Alternative to using squareform (Matlab) - matlab

At the moment i am using the pdist function in Matlab, to calculate the euclidian distances between various points in a three dimensional cartesian system. I'm doing this because i want to know which point has the smallest average distance to all the other points (the medoid). The syntax for pdist looks like this:
% calculate distances between all points
distances = pdist(m);
But because pdist returns a one dimensional array of distances, there is no easy way to figure out which point has the smallest average distance (directly). Which is why i am using squareform and then calculating the smallest average distance, like so:
% convert found distances to matrix of distances
distanceMatrix = squareform(distances);
% find index of point with smallest average distance
[~,j] = min(mean(distanceMatrix,2));
The distances are averaged for each column, and the variable j is the index for the column (and the point) with the smallest average distance.
This works, but squareform takes a lot of time (this piece of code is repeated thousands of times), so i am looking for a way to optimise it. Does anyone know of a faster way to deduce the point with the smallest average distance from the results of pdist?

I think for your task using SQUAREFORM function is the best way from vectorization view point. If you look at the content of this function by
edit squareform
You will see that it performs a lot of checks that take time of course. Since you know your input to squareform and can be sure it will work, you can create your custom function with just the core of squareform.
[r, c] = size(m);
distanceMatrix = zeros(r);
distanceMatrix(tril(true(r),-1)) = distances;
distanceMatrix = distanceMatrix + distanceMatrix';
Then run the same code as you did to find the medioid.

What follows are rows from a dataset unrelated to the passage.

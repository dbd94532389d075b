//! Priority scoring for round-trip flight pairs.
//!
//! A pair of legs is reduced to one 0..=100 score that blends the legs'
//! standalone priority indices with how efficiently the turnaround uses
//! the aircraft and crew on the ground.

pub mod error;
pub mod leg;
pub mod normalizer;
pub mod profile;
pub mod scenario;
pub mod tier;
pub mod time;
pub mod weights;

pub use error::{Error, Result};
pub use leg::LegRecord;
pub use normalizer::{normalize_round_trip_priority, NormalizationResult, RoundTripPriorityNormalizer};
pub use weights::Weights;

Here's an implementation that doesn't require a call to squareform:
N1 = 10;
dim = 5;
% generate points
X = randn(N1, dim);
% find mean distance
for iter=N1:-1:1
d_mean(iter) = mean(pdist2(X(iter,:),X([1:(iter-1) (iter+1):end],:),'euclidean'));
% D(iter,:) = pdist2(X(iter,:),X([1:(iter-1) (iter+1):end],:),'euclidean');
end
[val ind] = min(d_mean);
But without knowing more about your problem, I have no idea if it would be faster.
If this is the lynchpin for your program's performance, you may need to consider other speedup options like mex.
Good luck.

When pdist computes distances between pairs of observations (1,2,...,n), the distances are arranged in the following order:
(2,1), (3,1), ..., (m,1), (3,2), ..., (m,2), ..., (m,m–1))
To demonstrate this, try the following:
> X = [.2 .1 .7 .5]';
> D = pdist(X)
.1 .5 .3 .6 .4 .2
In this example, X stores n=4 observations. The result, D, is a vector of distances between observations (2,1), (3,1), (4,1), (3,2), (4,2), (5,4). This arrangement corresponds with the entries of the lower triangular part of the following n-by-n matrix:
M=
0 0 0 0
.1 0 0 0
.5 .6 0 0
.3 .4 .2 0
Notice that D(1)=M(2,1), D(2)=(3,1) and so on. So, one way to get the pair of indices in M that correspond with D(k) would be to compute the linear index of D(k) in M. This could be done as follows:
% matrix size
n = 4;
% r(j) is the no. of elements in cols 1..j, belonging to the upper triangular part
r = cumsum(1:n-1);
% p(j) is the no. elements in cols 1..j, belonging to the lower triangular part
p = cumsum(n-1:-1:1);
% The linear index of value D(k)
q = find(p >= k, 1);
% The subscript indices of value D(k)
[i j] = ind2sub([n n], k + r(q));
Notice that n, r and p need to be set only once. From that point, you can find the index for any given k using the last two lines. Let's check this:
for k = 1:6
q = find(p >= k, 1);
[i, j] = ind2sub([n n], k + r(q));
fprintf('D(%d) is the distance between observations (%d %d)\n', k, i, j);
end
Here's the output:
D(1) is the distance between observations (2 1)
D(2) is the distance between observations (3 1)
D(3) is the distance between observations (4 1)
D(4) is the distance between observations (3 2)
D(5) is the distance between observations (4 2)
D(6) is the distance between observations (4 3)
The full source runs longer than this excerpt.